Continuing our Tuesday Triumph series I have another new old invention to share. Each Tuesday… at least we have for a while now- presented an early 1900's invention pulled from patent applications that were shared in old World’s Advance magazines (later became Popular Science).
Inventions remind us to stay clever and innovative. I recently finished a few Sherlock Holmes novels and I imagine those early 1900's times as being full of opportunity for the next inventor. Perhaps in our old age we will look back on this time as being full of possibilities as well. I think the innovative creativity can still inspire us today, so please enjoy this Tuesday’s Triumph: Device for Preventing Loss of Tools as published by the New York Modern Pub. Co. in Vol. 31 of the World’s Advance (1915).

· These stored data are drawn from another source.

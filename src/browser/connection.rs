use chromiumoxide::{Browser, Page};
use futures::StreamExt;
use tokio::time::sleep;
use tracing::{debug, error, info};

use crate::error::{BrowserError, Result};

/// 连接到已开启调试端口的浏览器并获取页面
pub async fn connect_to_browser_and_page(port: u16, target_url: &str) -> Result<(Browser, Page)> {
    let browser_url = format!("http://localhost:{}", port);
    info!("正在连接到浏览器: {}", browser_url);

    let (browser, mut handler) = Browser::connect(&browser_url).await.map_err(|e| {
        error!("连接浏览器失败: {}", e);
        BrowserError::ConnectionFailed {
            port,
            detail: e.to_string(),
        }
    })?;
    debug!("浏览器连接成功");

    // 在后台处理浏览器事件
    tokio::spawn(async move {
        while let Some(h) = handler.next().await {
            if h.is_err() {
                break;
            }
        }
    });

    // 添加短暂延迟以等待浏览器状态同步
    sleep(tokio::time::Duration::from_millis(300)).await;

    let page = browser.new_page("about:blank").await.map_err(|e| {
        error!("创建新页面失败: {}", e);
        BrowserError::ConnectionFailed {
            port,
            detail: format!("创建页面失败: {}", e),
        }
    })?;
    page.goto(target_url)
        .await
        .map_err(|e| BrowserError::NavigationFailed {
            url: target_url.to_string(),
            detail: e.to_string(),
        })?;
    info!("已导航到: {}", target_url);

    Ok((browser, page))
}
//! # PDF Agent
//!
//! 一个用 AI 生成数据自动填写 PDF 表单的 Rust 应用程序
//!
//! ## 架构设计
//!
//! 本系统采用严格的四层架构：
//!
//! ### ① 基础设施层（Infrastructure）
//! - `infrastructure/` - 持有稀缺资源，只暴露能力
//! - `JsExecutor` - 唯一的 page owner，提供 eval() 能力
//! - `PdfFormBackend` - 文档协作方，提供表单字段读写能力
//!
//! ### ② 业务能力层（Services）
//! - `services/` - 描述"我能做什么"，每个服务只管一件事
//! - `FieldClassifier` - 字段语义分类能力
//! - `DataGenerator` - 批量生成字段值能力（带重试与兜底）
//! - `DocumentFiller` - 填充与完整性校验能力
//! - `EmailSender` - 带附件发邮件能力
//!
//! ### ③ 流程层（Workflow）
//! - `workflow/` - 定义"一次运行"的完整步骤序列
//! - `StepCtx` - 上下文封装（运行标识 + 步骤位置）
//! - `WorkflowRunner` - 线性状态机（步骤按序执行，失败即终止）
//! - `FormFlow` - 真实步骤执行器（浏览器 → 表单 → 邮件）
//!
//! ### ④ 编排层（Orchestration）
//! - `orchestrator/supervisor` - 进程监管器，管理子进程生命周期
//! - `orchestrator/run_table` - 运行状态表，pid → 记录的唯一映射
//!
//! ## 模块结构

pub mod browser;
pub mod config;
pub mod error;
pub mod infrastructure;

pub mod models;
pub mod orchestrator;
pub mod services;
pub mod utils;
pub mod workflow;

// 重新导出常用类型
pub use browser::{attach_or_launch, BrowserAction};
pub use config::Config;
pub use error::{AppError, Result};
pub use infrastructure::{JsExecutor, LopdfBackend, PdfFormBackend};
pub use models::{
    FieldCategory, FieldValue, FilledDocument, FormField, Provenance, RunState, RunStatus,
    WorkflowKind, WorkflowRun,
};
pub use orchestrator::Supervisor;
pub use workflow::{FormFlow, RunOutcome, StepCtx, WorkflowRunner};
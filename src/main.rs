//! 工作流运行器入口
//!
//! 用法: `pdf_agent [complete|fill-and-send|partial] [--config 配置文件] [--set 字段=值]...`
//!
//! 监管器把本二进制拉起为子进程；直接在命令行运行也可以。
//! 运行器从不交互，标准输出就是运行日志。

use std::collections::HashMap;
use std::process::ExitCode;

use anyhow::Result;
use pdf_agent::config::Config;
use pdf_agent::models::WorkflowKind;
use pdf_agent::utils::logging;
use pdf_agent::workflow::{step_sequence, FormFlow, RunOutcome, WorkflowRunner};

#[tokio::main]
async fn main() -> Result<ExitCode> {
    let (kind, config_path, params) = parse_args()?;

    // 加载配置
    let config = match config_path {
        Some(path) => Config::from_toml_file(&path)?,
        None => Config::from_env(),
    };

    // 初始化日志
    logging::init(config.verbose_logging);

    let total_steps = step_sequence(kind).len();
    logging::log_startup(kind, total_steps);

    // 运行工作流
    let runner = WorkflowRunner::new(kind, std::process::id().to_string());
    let mut flow = FormFlow::new(config, params);
    let (outcome, reports) = runner.run(&mut flow).await;

    let completed = reports.iter().filter(|r| r.ok).count();
    let succeeded = outcome == RunOutcome::Succeeded;
    logging::print_final_stats(succeeded, completed, total_steps);

    // 退出码供监管器对账定稿 Completed / Failed
    Ok(if succeeded {
        ExitCode::SUCCESS
    } else {
        ExitCode::FAILURE
    })
}

/// 解析命令行参数
///
/// 返回 (工作流种类, 配置文件路径, 字段覆盖值)
fn parse_args() -> Result<(WorkflowKind, Option<String>, HashMap<String, String>)> {
    let mut kind = WorkflowKind::Complete;
    let mut config_path = None;
    let mut params = HashMap::new();

    let mut args = std::env::args().skip(1);
    while let Some(arg) = args.next() {
        match arg.as_str() {
            "--config" => {
                config_path = args.next();
            }
            "--set" => {
                if let Some(pair) = args.next() {
                    if let Some((key, value)) = pair.split_once('=') {
                        params.insert(key.to_string(), value.to_string());
                    } else {
                        anyhow::bail!("--set 需要 字段=值 形式，得到: {}", pair);
                    }
                }
            }
            other => {
                kind = WorkflowKind::parse(other).ok_or_else(|| {
                    anyhow::anyhow!(
                        "未知的工作流种类: {}（支持 complete / fill-and-send / partial）",
                        other
                    )
                })?;
            }
        }
    }

    Ok((kind, config_path, params))
}
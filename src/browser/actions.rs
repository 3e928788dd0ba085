//! 声明式页面动作
//!
//! 浏览器协作方接受一个动作序列并逐个执行，返回每个动作的成败。
//! 点击和输入都通过 JS 完成（和题库提交一样走 `JsExecutor.eval`），
//! 导航和截图走页面级 API。

use chromiumoxide::page::ScreenshotParams;
use serde::{Deserialize, Serialize};
use tokio::time::{sleep, Duration};
use tracing::{info, warn};

use crate::error::Result;
use crate::infrastructure::JsExecutor;

/// 单个页面动作
#[derive(Debug, Clone, PartialEq, Serialize, Deserialize)]
#[serde(tag = "action", rename_all = "kebab-case")]
pub enum BrowserAction {
    /// 导航到 URL 并等待加载完成
    Navigate { url: String },
    /// 保存整页截图
    Screenshot { path: String },
    /// 点击匹配选择器的第一个元素
    Click { selector: String },
    /// 向匹配的输入元素写入文本
    TypeText { selector: String, text: String },
    /// 执行任意 JS 片段
    Eval { js: String },
    /// 固定等待
    Sleep { millis: u64 },
}

impl BrowserAction {
    /// 动作名称（用于日志和报告）
    pub fn name(&self) -> &'static str {
        match self {
            BrowserAction::Navigate { .. } => "navigate",
            BrowserAction::Screenshot { .. } => "screenshot",
            BrowserAction::Click { .. } => "click",
            BrowserAction::TypeText { .. } => "type-text",
            BrowserAction::Eval { .. } => "eval",
            BrowserAction::Sleep { .. } => "sleep",
        }
    }
}

/// 单个动作的执行结果
#[derive(Debug, Clone)]
pub struct ActionReport {
    pub action: &'static str,
    pub ok: bool,
    pub detail: Option<String>,
}

/// 依次执行动作序列
///
/// 单个动作失败不会中断序列，失败记录在对应的报告里，
/// 由调用方决定整段脚本算不算失败。
pub async fn run_actions(
    executor: &JsExecutor,
    actions: &[BrowserAction],
) -> Result<Vec<ActionReport>> {
    let mut reports = Vec::with_capacity(actions.len());
    for (index, action) in actions.iter().enumerate() {
        let report = match run_one(executor, action).await {
            Ok(()) => {
                info!("✓ 动作 {}/{} ({}) 完成", index + 1, actions.len(), action.name());
                ActionReport {
                    action: action.name(),
                    ok: true,
                    detail: None,
                }
            }
            Err(e) => {
                warn!(
                    "⚠️ 动作 {}/{} ({}) 失败: {}",
                    index + 1,
                    actions.len(),
                    action.name(),
                    e
                );
                ActionReport {
                    action: action.name(),
                    ok: false,
                    detail: Some(e.to_string()),
                }
            }
        };
        reports.push(report);
    }
    Ok(reports)
}

async fn run_one(executor: &JsExecutor, action: &BrowserAction) -> Result<()> {
    match action {
        BrowserAction::Navigate { url } => {
            executor.page().goto(url.as_str()).await?;
            executor.page().wait_for_navigation().await?;
            info!("已导航到: {}", url);
            Ok(())
        }
        BrowserAction::Screenshot { path } => {
            executor
                .page()
                .save_screenshot(
                    ScreenshotParams::builder().full_page(true).build(),
                    path.as_str(),
                )
                .await?;
            info!("✅ 截图已保存: {}", path);
            Ok(())
        }
        BrowserAction::Click { selector } => {
            let clicked = executor.eval_bool(click_js(selector)).await?;
            if clicked {
                Ok(())
            } else {
                Err(crate::error::AppError::browser_action_failed(
                    "click",
                    format!("找不到元素: {}", selector),
                ))
            }
        }
        BrowserAction::TypeText { selector, text } => {
            let typed = executor.eval_bool(type_text_js(selector, text)).await?;
            if typed {
                Ok(())
            } else {
                Err(crate::error::AppError::browser_action_failed(
                    "type-text",
                    format!("找不到元素: {}", selector),
                ))
            }
        }
        BrowserAction::Eval { js } => {
            executor.eval(js.as_str()).await?;
            Ok(())
        }
        BrowserAction::Sleep { millis } => {
            sleep(Duration::from_millis(*millis)).await;
            Ok(())
        }
    }
}

/// 点击脚本：返回是否找到了元素
fn click_js(selector: &str) -> String {
    let quoted = serde_json::to_string(selector).unwrap_or_default();
    format!(
        r#"
        (() => {{
            const el = document.querySelector({quoted});
            if (!el) return false;
            el.click();
            return true;
        }})()
        "#
    )
}

/// 输入脚本：写入 value 并触发 input 事件，返回是否找到了元素
fn type_text_js(selector: &str, text: &str) -> String {
    let quoted_selector = serde_json::to_string(selector).unwrap_or_default();
    let quoted_text = serde_json::to_string(text).unwrap_or_default();
    format!(
        r#"
        (() => {{
            const el = document.querySelector({quoted_selector});
            if (!el) return false;
            el.value = {quoted_text};
            el.dispatchEvent(new Event('input', {{ bubbles: true }}));
            return true;
        }})()
        "#
    )
}

#[cfg(test)]
mod tests {
    use super::*;

    #[test]
    fn test_click_js_escapes_selector() {
        let js = click_js("div[aria-label*='Compose']");
        assert!(js.contains(r#""div[aria-label*='Compose']""#));
    }

    #[test]
    fn test_type_text_js_escapes_quotes() {
        let js = type_text_js("input[name='q']", r#"he said "hi""#);
        assert!(js.contains(r#"\"hi\""#));
    }

    #[test]
    fn test_action_serde_roundtrip() {
        let action = BrowserAction::Navigate {
            url: "https://example.com".to_string(),
        };
        let json = serde_json::to_string(&action).unwrap();
        assert!(json.contains("\"navigate\""));
        let back: BrowserAction = serde_json::from_str(&json).unwrap();
        assert_eq!(back, action);
    }
}
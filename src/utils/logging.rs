/// 日志工具模块
///
/// 提供日志初始化和运行横幅的辅助函数
use tracing::info;
use tracing_subscriber::EnvFilter;

use crate::models::WorkflowKind;

/// 初始化日志输出
///
/// 运行器的标准输出由监管器重定向到日志文件，
/// 因此这里只配置格式和过滤级别。
pub fn init(verbose: bool) {
    let default_level = if verbose { "debug" } else { "info" };
    let filter =
        EnvFilter::try_from_default_env().unwrap_or_else(|_| EnvFilter::new(default_level));

    let _ = tracing_subscriber::fmt()
        .with_env_filter(filter)
        .with_target(false)
        .with_ansi(false)
        .try_init();
}

/// 记录运行器启动信息
pub fn log_startup(kind: WorkflowKind, total_steps: usize) {
    info!("{}", "=".repeat(60));
    info!("🚀 工作流运行器启动 - {}", kind);
    info!("📋 共 {} 个步骤", total_steps);
    info!("{}", "=".repeat(60));
}

/// 打印最终统计信息
pub fn print_final_stats(succeeded: bool, completed_steps: usize, total_steps: usize) {
    info!("\n{}", "=".repeat(60));
    info!("📊 工作流执行统计");
    info!(
        "完成时间: {}",
        chrono::Local::now().format("%Y-%m-%d %H:%M:%S")
    );
    if succeeded {
        info!("✅ 成功完成 {}/{} 个步骤", completed_steps, total_steps);
    } else {
        info!("❌ 失败，完成 {}/{} 个步骤", completed_steps, total_steps);
    }
    info!("{}", "=".repeat(60));
}

/// 截断长文本用于日志显示
///
/// # 参数
/// - `text`: 原始文本
/// - `max_len`: 最大长度
///
/// # 返回
/// 返回截断后的文本
pub fn truncate_text(text: &str, max_len: usize) -> String {
    if text.chars().count() > max_len {
        text.chars().take(max_len).collect::<String>() + "..."
    } else {
        text.to_string()
    }
}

Device for Preventing Loss of Tools
“An ingenious although very simple device for preventing tools from dropping out of pockets has been invented by a Minnesota native. It consists of a metal strip bent back upon itself so as to form two members, one of which is placed outside and the other inside a pocket. As will be seen in the sketch, the inner one is curved inward so as to hold any tool that may be placed in the pocket. To remove the tool, it is only necessary to push the upper part inward so as to move the inner member out of the way.”
No way!! The world's first pocket protector- except it was first marketed to prevent tools from falling out of the pocket. Ingenious! Any extremely complicated sounding. Hurumph.